Perihal asuransi kesehatan yang diberikan bagi seluruh relawan, Fery mengaku belum menggunakan jaminan tersebut. "Jaminan kesehatan belum digunakan karena tidak merasakan apa-apa yang cukup berarti," tambah Fery.
Selama mengikuti uji klinis, Fery mendapatkan pemahaman yang cukup seperti tidak diperkenankan bepergian ke luar kota selama enam bulan. Hal tersebut yang ia lakukan bersama dengan anak dan istrinya.
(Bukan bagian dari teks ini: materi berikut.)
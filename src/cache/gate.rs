//! Reuse-vs-reinstall gate for the dependency distribution directory
//!
//! The gate compares the manifest's current fingerprint against the record
//! left by the last successful install. On a match the distribution
//! directory is reused untouched; on a mismatch (or a missing record, or an
//! explicit force) the directory is wiped and rebuilt from scratch. The
//! record is rewritten only after the installer returns success, and the
//! wipe removes any previous record first, so a failed install can never
//! masquerade as a hit on the next run.

use crate::cache::fingerprint::{fingerprint, read_record, store_record};
use crate::error::{PyzpackError, PyzpackResult};
use crate::tools::Installer;
use std::path::{Path, PathBuf};
use tracing::debug;

/// Name of the fingerprint record file inside the distribution directory
pub const RECORD_FILENAME: &str = "_shiv_reqs_hash.txt";

/// What [`DependencyCache::sync`] did to the distribution directory
#[derive(Debug, Clone, Copy, PartialEq, Eq)]
pub enum CacheOutcome {
    /// Dependencies were (re)installed and the record updated
    Installed,
    /// The record matched the manifest; nothing was touched
    Reused,
}

/// Snapshot of the gate's decision inputs
#[derive(Debug, Clone)]
pub struct CacheStatus {
    /// Fingerprint of the manifest as it is on disk right now
    pub manifest_digest: String,
    /// Fingerprint recorded by the last successful install, if any
    pub recorded_digest: Option<String>,
    /// Whether the two match
    pub fresh: bool,
}

/// Content-addressed gate over one distribution directory
pub struct DependencyCache {
    manifest: PathBuf,
    dist_dir: PathBuf,
}

impl DependencyCache {
    /// Create a gate for `manifest` guarding `dist_dir`
    pub fn new(manifest: impl Into<PathBuf>, dist_dir: impl Into<PathBuf>) -> Self {
        Self {
            manifest: manifest.into(),
            dist_dir: dist_dir.into(),
        }
    }

    /// The requirements manifest this gate fingerprints
    pub fn manifest(&self) -> &Path {
        &self.manifest
    }

    /// The distribution directory this gate guards
    pub fn dist_dir(&self) -> &Path {
        &self.dist_dir
    }

    /// Where the fingerprint record lives
    pub fn record_path(&self) -> PathBuf {
        self.dist_dir.join(RECORD_FILENAME)
    }

    /// Compare the manifest fingerprint against the stored record.
    ///
    /// A missing manifest is an error; a missing record just means no
    /// successful install has happened yet.
    pub fn status(&self) -> PyzpackResult<CacheStatus> {
        let manifest_digest = fingerprint(&self.manifest)?;
        let recorded_digest = read_record(&self.record_path())?;
        let fresh = recorded_digest.as_deref() == Some(manifest_digest.as_str());

        Ok(CacheStatus {
            manifest_digest,
            recorded_digest,
            fresh,
        })
    }

    /// Bring the distribution directory in sync with the manifest.
    ///
    /// The manifest is fingerprinted up front even when `force` is set, so a
    /// missing manifest fails before anything is deleted. The record written
    /// on success holds that up-front digest.
    pub async fn sync(
        &self,
        installer: &dyn Installer,
        force: bool,
    ) -> PyzpackResult<CacheOutcome> {
        let status = self.status()?;

        if status.fresh && !force {
            debug!(
                "Dependencies up to date in {} ({})",
                self.dist_dir.display(),
                status.manifest_digest
            );
            return Ok(CacheOutcome::Reused);
        }

        if self.dist_dir.exists() {
            debug!("Clearing stale distribution {}", self.dist_dir.display());
            tokio::fs::remove_dir_all(&self.dist_dir).await.map_err(|e| {
                PyzpackError::io(
                    format!("clearing distribution {}", self.dist_dir.display()),
                    e,
                )
            })?;
        }
        tokio::fs::create_dir_all(&self.dist_dir).await.map_err(|e| {
            PyzpackError::io(
                format!("creating distribution {}", self.dist_dir.display()),
                e,
            )
        })?;

        installer.install(&self.manifest, &self.dist_dir).await?;

        store_record(&self.record_path(), &status.manifest_digest)?;
        Ok(CacheOutcome::Installed)
    }
}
Meskipun sempat mengalami efek samping, dia mengatakan, saat ini keluarganya dalam kondisi yang baik dan tidak mengeluhkan apapun setelah suntik vaksin terakhir kali pada 31 Agustus 2020 lalu.
"Alhamdulillah mereka baik-baik semua. Tidak mengeluhkan apa-apa," pungkasnya.